INTRODUCTION: Microglia are macrophage-like brain resident immune cells known to express numerous Alzheimer's disease risk genes. Here we generated a human induced pluripotent stem cell (iPSC) derived microglia cell culture model for use in neuroimmune modeling and therapeutic testing. METHODS: We generated iPSC lines using episomal reprogramming for subsequent stepwise differentiation of iPSC-derived microglia (iMG) without commercial kits. We characterized the responses of this model to immunogenic stimuli and recombinant TREM2 antibodies.

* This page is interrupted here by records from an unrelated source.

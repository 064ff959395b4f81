//! Common test utilities for profreport integration tests.

#![allow(dead_code)]

use std::fs;
use std::path::{Path, PathBuf};

/// Seconds covered by [`write_capture`].
pub const CAPTURE_SECONDS: u32 = 6;

/// Pids sampled at every second of [`write_capture`].
pub const CAPTURE_PIDS: [i32; 2] = [1, 2];

/// A process record for `pid` at `10:00:<sec>`.
///
/// Each pid owns 1 GB of RSS and runs on CPU `pid - 1`; pid 1 is running at
/// 10% CPU and pid 2 sleeping at 20%. Read counters grow with `sec` so the
/// average read size is 4096 bytes once any reads happened.
pub fn process_line(sec: u32, pid: i32) -> String {
    let (state, cpu) = if pid == 1 { ("R", 10.0) } else { ("S", 20.0) };
    let proc_id = pid - 1;
    let n = i64::from(sec);
    format!(
        "2024/03/01T10:00:{sec:02},/proc/{pid},{pid},{state},1,2,262144,4096,0,0,1073741824,\
         {proc_id},{cpu},1.5,2.5,{sec},{cputime},0,0,{rchar},{rbytes},{syscr},0,0,0,0,0",
        cputime = n * 3,
        rchar = n * 4096,
        rbytes = n * 8192,
        syscr = n * 2,
    )
}

pub fn cgroup_line(sec: u32) -> String {
    format!("2024/03/01T10:00:{sec:02},/cgroup/job_1/step_0,2,2,4096,8192,0,0,0,0,2048,1024")
}

/// Write a capture mixing process and cgroup records, with NUL padding and
/// blank lines the way the profiler leaves them.
pub fn write_capture(dir: &Path) -> PathBuf {
    let mut lines = Vec::new();
    for sec in 0..CAPTURE_SECONDS {
        for pid in CAPTURE_PIDS {
            lines.push(process_line(sec, pid));
        }
        lines.push(cgroup_line(sec));
    }
    lines.push("\0\0\0".to_string());
    write_lines(dir, "profile.csv", &lines)
}

pub fn write_lines(dir: &Path, name: &str, lines: &[String]) -> PathBuf {
    let path = dir.join(name);
    let mut content = lines.join("\n");
    content.push('\n');
    fs::write(&path, content).expect("Failed to write capture");
    path
}

/// Titles of the report charts in render order.
pub const REPORT_TITLES: [&str; 15] = [
    "CPU Usage (Sum)",
    "RSS Usage (Sum)",
    "CPU User & System Usage",
    "CPU User & System Stacked Usage",
    "RSS & VSize Usage",
    "RSS & VSize Stacked Usage",
    "IO Activity",
    "IO Stacked Activity",
    "Bytes Read & Written to Storage",
    "Stacked Bytes Read & Written to Storage",
    "Read & Write System Call Activity",
    "Read & Write System Call Stacked Activity",
    "CPU Time (Sum)",
    "CPU Process State",
    "IO Distribution",
];
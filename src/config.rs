//! Report configuration.

use std::path::PathBuf;

use crate::output::BarhType;

pub const DEFAULT_WIDTH: u32 = 1500;
pub const DEFAULT_HEIGHT: u32 = 800;
pub const DEFAULT_TICK_MINUTES: i64 = 60;
/// Largest tick interval accepted, a bit under two years.
pub const MAX_TICK_MINUTES: i64 = 1_000_000;
pub const DEFAULT_OUTPUT_DIR: &str = "output";

/// Configuration for one report run.
#[derive(Debug, Clone)]
pub struct ReportConfig {
    /// Profiler CSV holding both process and cgroup records.
    pub input: PathBuf,

    /// Directory receiving one artifact per chart.
    pub output_dir: PathBuf,

    /// Figure size in pixels.
    pub width: u32,
    pub height: u32,

    /// Minutes between major labels on time axes.
    pub tick_interval_minutes: i64,

    /// State labeling for the process state timeline.
    pub barh_type: BarhType,
}

impl Default for ReportConfig {
    fn default() -> Self {
        Self {
            input: PathBuf::new(),
            output_dir: PathBuf::from(DEFAULT_OUTPUT_DIR),
            // 15x8 inches at 100 dpi
            width: DEFAULT_WIDTH,
            height: DEFAULT_HEIGHT,
            tick_interval_minutes: DEFAULT_TICK_MINUTES,
            barh_type: BarhType::Cpu,
        }
    }
}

RESULTS: The iMG expressed several key microglia signature genes and are morphologically and transcriptionally dynamic. iMG rapidly phagocytosed myelin debris and strongly changed expression of lipid homeostasis genes. iMG expressed TREM2 and increased TREM2 levels in response to IL-4. Recombinant TREM2 antibody treatment impaired iMG myelin phagocytosis and upregulated chemokines. DISCUSSION: We validated our iMG model system for the evaluation of biological responses of human microglia-like cells to stimuli and pharmacological agents for their transcriptional and functional impacts.